Beverly Willis Architecture Foundation names Tizziana Baldenebro as its executive director

Still coming off of the high of curating the U.S. Pavilion at the 18th Venice Architecture Biennale, Tizziana Baldenebro now has another momentous career move to celebrate: executive director of the Beverly Willis Architecture Foundation (BWAF). Baldenebro’s work and background have long intersected and aligned with the mission of the foundation. For Baldenebro the appointment was also a personal one: Her mother was Willis’s caregiver.

“After I got the U.S. pavilion my mother was like, ‘Oh, the woman I’m working for wants to know more about you.’ And I’m like, ‘Who is the woman you’re working for?’ And it turned out to be Beverly,” Baldenebro told AN.

BWAF advocates for and supports women working in architecture through programming and media projects, such as its podcast New Angle: Voice. It has recently made headlines with the passing of its trailblazing founder Beverly Willis, the announcement of executive director’s Cynthia Phifer Kracauer’s departure, and a new office in the heart of Hudson Yards.

After receiving a Master’s in architecture from the Art Institute of Chicago, Baldenebro came to the conclusion practicing as an architect wasn’t for her. “But I loved the thinking and the framing around architectural design. That really excited me,” she recalled. Her past work mostly as a curator has always aligned with the missions of the foundation.

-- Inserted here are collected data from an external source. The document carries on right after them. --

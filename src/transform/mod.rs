//! The Transformer Pipeline: factories that each contribute an optional
//! structured overlay, an optional binary overlay, and an optional
//! event-level closure, composed by [`crate::message::write`].
//!
//! Grounded on the Go `binding.TransformerFactory` interface
//! (`StructuredTransformer`, `BinaryTransformer`, `EventTransformer`) used
//! throughout `original_source/pkg/binding/transformer/*.go`.

mod add;
mod delete;
mod set;
mod version;

pub use add::{add_attribute, add_extension};
pub use delete::{delete_attribute, delete_extension};
pub use set::{set_attribute, set_extension};
pub use version::version;

use crate::event::Event;
use crate::message::{BinaryWriter, Result, StructuredWriter};

/// A closure rewriting an already-materialized [`Event`] in place, the
/// fallback path any factory can offer regardless of whether it supports
/// structured or binary overlays.
pub type EventTransformer = Box<dyn Fn(&mut Event) -> Result<()> + Send + Sync>;

/// One contribution to the transformer pipeline.
///
/// Capability is queried separately from wrapping
/// (`supports_structured`/`supports_binary` vs. `wrap_structured`/
/// `wrap_binary`) rather than by probing a dummy writer, since whether a
/// factory can act structurally never depends on the writer instance —
/// only on what the factory needs to inspect.
pub trait TransformerFactory: Send + Sync {
    /// Whether [`Self::wrap_structured`] does anything beyond pass bytes
    /// through untouched. None of the concrete factories in this module
    /// do: all of them need to inspect individual attributes/extensions,
    /// which a structured payload's opaque bytes do not expose (spec.md
    /// section 4.5).
    fn supports_structured(&self) -> bool {
        false
    }

    /// Whether [`Self::wrap_binary`] does anything beyond pass calls
    /// through untouched. True by default because every concrete factory
    /// here can intercept the binary call sequence.
    fn supports_binary(&self) -> bool {
        true
    }

    fn wrap_structured(&self, writer: Box<dyn StructuredWriter>) -> Box<dyn StructuredWriter> {
        writer
    }

    fn wrap_binary(&self, writer: Box<dyn BinaryWriter>) -> Box<dyn BinaryWriter> {
        writer
    }

    /// The always-available fallback: rewrite the materialized event.
    fn event_transformer(&self) -> Option<EventTransformer> {
        None
    }
}

pub type TransformerFactories = Vec<Box<dyn TransformerFactory>>;

/// A chain is structured-capable only if every factory supports it
/// (spec.md section 4.4 step 3).
pub fn is_structured_capable(factories: &[Box<dyn TransformerFactory>]) -> bool {
    factories.iter().all(|f| f.supports_structured())
}

/// A chain is binary-capable only if every factory supports it.
pub fn is_binary_capable(factories: &[Box<dyn TransformerFactory>]) -> bool {
    factories.iter().all(|f| f.supports_binary())
}

/// Wraps `writer` in the chain, innermost factory first: `factories[0]`
/// wraps the raw destination, and each subsequent factory wraps the
/// result of the previous one, so `factories.last()` ends up outermost
/// (spec.md section 4.4 step 5).
pub fn wrap_structured_chain(
    factories: &[Box<dyn TransformerFactory>],
    mut writer: Box<dyn StructuredWriter>,
) -> Box<dyn StructuredWriter> {
    for factory in factories {
        writer = factory.wrap_structured(writer);
    }
    writer
}

pub fn wrap_binary_chain(
    factories: &[Box<dyn TransformerFactory>],
    mut writer: Box<dyn BinaryWriter>,
) -> Box<dyn BinaryWriter> {
    for factory in factories {
        writer = factory.wrap_binary(writer);
    }
    writer
}

/// Runs every factory's event transformer, in order, against `event`.
pub fn run_event_transformers(
    factories: &[Box<dyn TransformerFactory>],
    event: &mut Event,
) -> Result<()> {
    for factory in factories {
        if let Some(transformer) = factory.event_transformer() {
            transformer(event)?;
        }
    }
    Ok(())
}
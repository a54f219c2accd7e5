use super::TransformerFactory;
use crate::message::{BinaryWriter, Result};
use crate::spec::{Attribute, Kind, SpecVersion};
use crate::types::Value;

/// Re-tags the event's spec version, remapping binary attribute
/// descriptors as they pass through. Not structurally expressible — a
/// structured payload's `specversion` field lives inside the opaque bytes
/// — so [`TransformerFactory::supports_structured`] stays `false` and the
/// orchestrator must fall back to the event path for it.
///
/// Grounded on `original_source/pkg/binding/transformer/version.go`'s
/// `versionTranscoderFactory`/`binaryVersionTransformer`.
pub fn version(target: SpecVersion) -> Box<dyn TransformerFactory> {
    Box::new(VersionFactory { target })
}

struct VersionFactory {
    target: SpecVersion,
}

impl TransformerFactory for VersionFactory {
    fn wrap_binary(&self, writer: Box<dyn BinaryWriter>) -> Box<dyn BinaryWriter> {
        Box::new(VersionWriter {
            inner: writer,
            target: self.target,
        })
    }

    fn event_transformer(&self) -> Option<super::EventTransformer> {
        let target = self.target;
        Some(Box::new(move |event| {
            *event = std::mem::take(event).convert(target);
            Ok(())
        }))
    }
}

struct VersionWriter {
    inner: Box<dyn BinaryWriter>,
    target: SpecVersion,
}

impl BinaryWriter for VersionWriter {
    fn start(&mut self) -> Result<()> {
        self.inner.start()
    }

    fn set_attribute(&mut self, attribute: Attribute, value: Value) -> Result<()> {
        if attribute.kind() == Kind::SpecVersion {
            let target_attribute = self.target.version().attribute_from_kind(Kind::SpecVersion);
            return self
                .inner
                .set_attribute(target_attribute, Value::String(self.target.as_str().to_owned()));
        }
        let target_attribute = self.target.version().attribute_from_kind(attribute.kind());
        self.inner.set_attribute(target_attribute, value)
    }

    fn set_extension(&mut self, name: &str, value: Value) -> Result<()> {
        self.inner.set_extension(name, value)
    }

    fn set_data(&mut self, data: Vec<u8>) -> Result<()> {
        self.inner.set_data(data)
    }

    fn end(&mut self) -> Result<()> {
        self.inner.end()
    }
}
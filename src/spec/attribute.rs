use super::{
    AttributeError, CannotDeleteRequiredSnafu, EventContext, InvalidAttributeValueSnafu,
    UnknownSpecVersionSnafu,
};
use super::{Kind, SpecVersion, TransportStyle};
use crate::types::Value;
use snafu::ResultExt;

/// A single attribute slot in a [`super::Version`]'s table: a [`Kind`], its
/// canonical and transport-prefixed names, its declared [`crate::types::ValueKind`]
/// and whether it is required.
///
/// Grounded on the Go `spec.Attribute` interface (`Kind()`, `Name()`,
/// `PrefixedName()`, `Type()`, `Get(ctx)`, `Set(ctx, v)`, `Delete(ctx)`)
/// inferred from its call sites in `original_source/pkg/binding/event_message.go`
/// and `original_source/pkg/binding/transformer/*.go`.
#[derive(Debug, Clone, Copy, PartialEq, Eq)]
pub struct Attribute {
    pub(crate) kind: Kind,
    pub(crate) version: SpecVersion,
    pub(crate) name: &'static str,
}

impl Attribute {
    pub fn kind(&self) -> Kind {
        self.kind
    }

    pub fn version(&self) -> SpecVersion {
        self.version
    }

    /// The canonical, unprefixed attribute name (e.g. `id`, `schemaurl`).
    pub fn name(&self) -> &'static str {
        self.name
    }

    /// The transport-prefixed name for `style` (e.g. `ce-id`/`ce_id`, or
    /// `Content-Type`/`content-type` for [`Kind::DataContentType`]).
    pub fn prefixed_name(&self, style: TransportStyle) -> String {
        if self.kind == Kind::DataContentType {
            return match style {
                TransportStyle::Http => "Content-Type".to_owned(),
                TransportStyle::Broker => "content-type".to_owned(),
            };
        }
        match style {
            TransportStyle::Http => format!("ce-{}", self.name),
            TransportStyle::Broker => format!("ce_{}", self.name),
        }
    }

    pub fn required(&self) -> bool {
        self.kind.required()
    }

    /// Reads this attribute from `ctx`. Returns `None` if unset (only
    /// possible for non-required kinds).
    pub fn get(&self, ctx: &EventContext) -> Option<Value> {
        match self.kind {
            Kind::Id => Some(Value::String(ctx.id.clone())),
            Kind::Source => Some(Value::Uri(ctx.source.clone())),
            Kind::Type => Some(Value::String(ctx.ty.clone())),
            Kind::SpecVersion => Some(Value::String(ctx.version.as_str().to_owned())),
            Kind::DataContentType => ctx.datacontenttype.clone().map(Value::String),
            Kind::DataSchema => ctx.dataschema.clone().map(Value::Uri),
            Kind::Subject => ctx.subject.clone().map(Value::String),
            Kind::Time => ctx.time.map(Value::Time),
        }
    }

    /// Coerces `value` to this attribute's declared type via the Type
    /// System and stores it, or fails with `InvalidAttributeValue`.
    pub fn set(&self, ctx: &mut EventContext, value: Value) -> super::Result<()> {
        let value = value
            .coerce(self.kind.value_kind())
            .context(InvalidAttributeValueSnafu { kind: self.kind })?;
        match (self.kind, value) {
            (Kind::Id, Value::String(s)) => ctx.id = s,
            (Kind::Source, Value::Uri(u)) => ctx.source = u,
            (Kind::Type, Value::String(s)) => ctx.ty = s,
            (Kind::SpecVersion, Value::String(s)) => {
                ctx.version = SpecVersion::try_from(s.as_str()).context(UnknownSpecVersionSnafu)?;
            }
            (Kind::DataContentType, Value::String(s)) => ctx.datacontenttype = Some(s),
            (Kind::DataSchema, Value::Uri(u)) => ctx.dataschema = Some(u),
            (Kind::Subject, Value::String(s)) => ctx.subject = Some(s),
            (Kind::Time, Value::Time(t)) => ctx.time = Some(t),
            _ => unreachable!("coerce() guarantees the declared ValueKind"),
        }
        Ok(())
    }

    /// Clears an optional attribute; fails for required kinds.
    pub fn delete(&self, ctx: &mut EventContext) -> super::Result<()> {
        if self.required() {
            return CannotDeleteRequiredSnafu {
                kind: self.kind,
                version: ctx.version,
            }
            .fail();
        }
        match self.kind {
            Kind::DataContentType => ctx.datacontenttype = None,
            Kind::DataSchema => ctx.dataschema = None,
            Kind::Subject => ctx.subject = None,
            Kind::Time => ctx.time = None,
            _ => unreachable!("required() already handled Id/Source/Type/SpecVersion"),
        }
        Ok(())
    }
}

#[cfg(test)]
mod tests {
    use super::*;
    use crate::spec::Version;

    #[test]
    fn set_rejects_required_delete() {
        let v = Version::new(SpecVersion::V10);
        let mut ctx = EventContext::default();
        let err = v.attribute_from_kind(Kind::Id).delete(&mut ctx).unwrap_err();
        assert!(matches!(err, AttributeError::CannotDeleteRequired { .. }));
    }

    #[test]
    fn set_rejects_unknown_specversion() {
        let v = Version::new(SpecVersion::V10);
        let mut ctx = EventContext::default();
        let err = v
            .attribute_from_kind(Kind::SpecVersion)
            .set(&mut ctx, Value::String("2.0".into()))
            .unwrap_err();
        assert!(matches!(err, AttributeError::UnknownSpecVersion { .. }));
        assert_eq!(ctx.version, SpecVersion::V10);
    }

    #[test]
    fn set_coerces_string_to_uri() {
        let v = Version::new(SpecVersion::V10);
        let mut ctx = EventContext::default();
        v.attribute_from_kind(Kind::Source)
            .set(&mut ctx, Value::String("http://example.com/x".into()))
            .unwrap();
        assert_eq!(ctx.source.as_str(), "http://example.com/x");
    }
}
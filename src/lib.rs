//! This crate implements the core binding layer of the [CloudEvents](https://cloudevents.io/)
//! specification for Rust: the Spec Registry, the Type System, the [`Event`]
//! value, the [`message`] abstraction protocol bindings are built against, the
//! [`transform`] pipeline, and [`buffer`]ing.
//!
//! ```
//! # use std::error::Error;
//! # fn main() -> Result<(), Box<dyn Error>> {
//! use cloudevents::event::builder::builder_v10;
//! use cloudevents::SpecVersion;
//!
//! let event = builder_v10()
//!     .id("my_event.my_application")
//!     .source("http://localhost:8080")
//!     .ty("example.demo")
//!     .build()?;
//!
//! assert_eq!(event.specversion(), SpecVersion::V10);
//! println!("CloudEvent Id: {}", event.id());
//! # Ok(())
//! # }
//! ```
//!
//! This crate includes:
//!
//! * The [`Event`] data structure, representing a CloudEvent (spec version 0.3
//!   and 1.0) around a single, version-tagged [`spec::EventContext`] rather
//!   than a per-version typed struct.
//! * [`event::builder`], [`event::format`] (JSON and YAML) and the [`spec`]
//!   and [`types`] modules backing attribute validation and storage.
//! * [`message`], the protocol-binding-facing `Message`/`StructuredWriter`/
//!   `BinaryWriter` contracts and the `write` orchestrator that drives one
//!   event representation into another through a transformer chain.
//! * [`transform`], a pipeline of composable factories (add/set/delete
//!   attribute or extension, spec version conversion) that overlay a write.
//! * [`buffer`], for capturing a [`message::Message`] into a reusable,
//!   repeatedly readable form with optional multi-consumer acknowledgement.
//!
//! This crate intentionally stops at the binding layer: concrete transport
//! I/O (HTTP, Kafka, ...), the higher-level client convenience API, and
//! telemetry are left to protocol-binding and application crates built on
//! top of it.

pub mod buffer;
pub mod event;
pub mod message;
pub mod spec;
#[cfg(any(test, feature = "testing"))]
pub mod testing;
pub mod transform;
pub mod types;

pub use event::{Data, Event, EventBuilder};
pub use spec::{Attribute, SpecVersion};
pub use types::{Value, ValueKind};
//! Re-usable assertion and fixture helpers for tests written against this
//! crate, gated behind the `testing` feature so integration tests under
//! `tests/` can pull them in without duplicating boilerplate.
//!
//! Grounded on `original_source/pkg/binding/test/test.go`'s
//! `AssertEventContextEquals`/`AssertEventEquals`/`MustToEvent`/`NameOf`
//! helpers; `EachEvent`/`EachMessage` are not ported, since Go's
//! `t.Run(name, ...)` dynamic subtests have no equivalent in the standard
//! Rust test harness.

use crate::event::Event;
use crate::message::{materialize, Message};
use crate::spec::EventContext;

/// Asserts `want` and `have` carry the same spec version, the same value
/// for every attribute that version defines, and identical extensions.
/// Panics (via `assert_eq!`) with the offending attribute's name on the
/// first mismatch.
pub fn assert_event_context_eq(want: &EventContext, have: &EventContext) {
    assert_eq!(
        want.version(),
        have.version(),
        "spec version does not match"
    );
    for attribute in want.version().version().attributes() {
        assert_eq!(
            attribute.get(want),
            attribute.get(have),
            "attribute '{}' does not match",
            attribute.name()
        );
    }
    let mut want_extensions: Vec<_> = want.extensions().collect();
    let mut have_extensions: Vec<_> = have.extensions().collect();
    want_extensions.sort_by(|a, b| a.0.cmp(b.0));
    have_extensions.sort_by(|a, b| a.0.cmp(b.0));
    assert_eq!(want_extensions, have_extensions, "extensions do not match");
}

/// Asserts `want` and `have` have equal contexts (see
/// [`assert_event_context_eq`]) and equal encoded data payloads.
pub fn assert_event_eq(want: &Event, have: &Event) {
    assert_event_context_eq(want.context(), have.context());
    let want_bytes = want
        .data_bytes()
        .expect("want's data payload must encode to bytes");
    let have_bytes = have
        .data_bytes()
        .expect("have's data payload must encode to bytes");
    assert_eq!(want_bytes, have_bytes, "data payloads do not match");
}

/// Drives `message` to completion and returns the materialized [`Event`],
/// panicking on failure. Mirrors `MustToEvent`'s "this conversion cannot
/// fail in a well-formed test" assumption.
pub fn must_to_event(message: &dyn Message) -> Event {
    materialize(message).expect("message did not materialize into a valid event")
}

/// A short, human-readable label for `event`, for use in panic messages
/// and manual test output. Mirrors `NameOf`'s event branch; there is no
/// equivalent for an arbitrary `Message` since this crate does not rely on
/// runtime type reflection.
pub fn name_of(event: &Event) -> String {
    format!("Event({event})")
}
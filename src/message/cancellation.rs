use super::{Error, Result};
use std::sync::atomic::{AtomicBool, Ordering};
use std::sync::Arc;

/// A cooperative cancel signal threaded through [`super::WriteOptions`],
/// standing in for the `context.Context` cancellation spec.md section 5
/// requires every operation taking a context to observe "at entry and
/// between independent sub-operations (before `Start`, between each
/// attribute, before `SetData`, before `End`)".
///
/// Cloning shares the same underlying flag, so a caller can hold one clone
/// and call [`CancellationToken::cancel`] from another thread (or from a
/// writer's own callback, as in seed scenario S5) while [`super::drive`]
/// holds the other and checks it between steps.
#[derive(Debug, Clone, Default)]
pub struct CancellationToken(Arc<AtomicBool>);

impl CancellationToken {
    /// A fresh token, not yet cancelled.
    pub fn new() -> Self {
        CancellationToken(Arc::new(AtomicBool::new(false)))
    }

    /// Requests cancellation. Idempotent.
    pub fn cancel(&self) {
        self.0.store(true, Ordering::SeqCst);
    }

    pub fn is_cancelled(&self) -> bool {
        self.0.load(Ordering::SeqCst)
    }

    /// Returns [`Error::Cancelled`] if cancellation has been requested.
    pub(crate) fn check(&self) -> Result<()> {
        if self.is_cancelled() {
            Err(Error::Cancelled)
        } else {
            Ok(())
        }
    }
}
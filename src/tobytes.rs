/*
 * This Source Code Form is subject to the terms of the Mozilla Public
 * License, v. 2.0. If a copy of the MPL was not distributed with this
 * file, You can obtain one at https://mozilla.org/MPL/2.0/.
 */

pub use serde::{
    Serialize,
    Deserialize,
};
pub use crate::errors::SerializationError;

///Implements functions to convert to (`to_bytes`) and from (`from_bytes`) the
///canonical fixed-width encoding of the curve types and signatures in this crate.
///
///These are the same encodings the ledger hashes and checks,
///so `from_bytes` is strict: non-canonical input is rejected, never repaired.
pub trait ToBytes: Sized {
    fn to_bytes(&self) -> Result<Vec<u8>, SerializationError>;

    fn from_bytes(bytes: &[u8]) -> Result<Self, SerializationError>;
}
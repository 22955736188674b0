/*
 * This Source Code Form is subject to the terms of the Mozilla Public
 * License, v. 2.0. If a copy of the MPL was not distributed with this
 * file, You can obtain one at https://mozilla.org/MPL/2.0/.
 */

//! The relay's collaborators: the ledger holding ring state, and the execution
//! layer that prices and broadcasts transactions.
//!
//! Both are synchronous from the relay's point of view.
//! Timeouts, cancellation and connection handling are up to the implementor.

use crate::curve::{Point, Scalar};
use crate::errors::{ExecutionError, LedgerError, SubmissionError};
use crate::types::{Address, KeyImage, RingHash, TxHash};

///Arguments of the pool contract's withdraw entry point.
#[derive(Debug, Clone, PartialEq, Eq)]
pub struct WithdrawCall {
    pub receiver: Address,
    pub amount: u128,
    pub ring_index: u64,
    pub c_0: Scalar,
    pub key_image: KeyImage,
    pub s: Vec<Scalar>,
}

///A transaction ready to be broadcast.
#[derive(Debug, Clone, PartialEq, Eq)]
pub struct Transaction {
    pub from: Address,
    pub to: Address,
    pub gas: u64,
    pub data: Vec<u8>,
}

///What the execution layer reports once a transaction is mined.
#[derive(Debug, Clone, Copy, PartialEq, Eq)]
pub struct Receipt {
    pub transaction_id: TxHash,
    ///`false` if the transaction was mined but reverted.
    pub status: bool,
}

///Read/encode access to the pool contract.
pub trait Ledger {
    ///The hash committing to the finalized members of ring `ring_index` of pool `amount`.
    fn ring_hash(&self, amount: u128, ring_index: u64) -> Result<RingHash, LedgerError>;

    ///The ring's full, fixed-size public key slate. Unfilled slots are the identity.
    fn public_keys(&self, amount: u128, ring_index: u64) -> Result<Vec<Point>, LedgerError>;

    ///Encode a withdraw call.
    ///Key image double-spend checks happen on-ledger when the call executes, not here.
    fn encode_withdraw(&self, call: &WithdrawCall) -> Result<Vec<u8>, LedgerError>;
}

///Cost estimation and broadcast.
pub trait Executor {
    ///Estimate the cost of calling `target` with `data`.
    ///Fails with `ExecutionError::Reverted` when the ledger would reject the call outright.
    fn estimate_cost(&self, target: &Address, data: &[u8]) -> Result<u64, ExecutionError>;

    ///Broadcast `transaction` and wait for its receipt.
    fn submit(&self, transaction: &Transaction) -> Result<Receipt, SubmissionError>;
}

“Throughout my career I have been a champion of making, bringing to light these unseen underacknowledged histories and narratives,” Baldenebro said. “And so this is just an exciting opportunity to continue doing that work.”

Baldenebro has held a number of curatorial positions at museums and nonprofits like the Art Institute’s Department of Architecture and Design, the Museum of Contemporary Art Detroit, Red Bull Arts Detroit, and arts nonprofit SPACES in Cleveland. She has also served on the board of FRONT International and is an editor-at-large for Columbia GSAAP’s The Avery Review. The U.S. Pavilion commission was an opportunity to reorient her career toward the intersection of art and architecture, something that has piqued her interest.

“There was a moment where I felt like I was just moving further and further into the art world,” Baldenebro said. “I wanted to think about how to go back to that intersection between art and architecture, which is when [SPACES] applied for the U.S. pavilion. Receiving that and resteeping my own thought processes into architectural narratives architectural frameworks was really exciting.”

Currently Baldenebro has assumed her new role while wrapping up projects with SPACES. She is looking forward to an upcoming meeting with the foundation’s board to hear more on the organization’s history and ideate its future and growth. The team is small and recently moved to a new SHoP-designed office space in Hudson Yards.

“One of the big things that we’re excited for is thinking about what this new space might be,” Baldenebro said. “There’s a lot of development happening around us and thinking, what does it mean to build ourselves as an incubator space or to make space for emerging leaders?”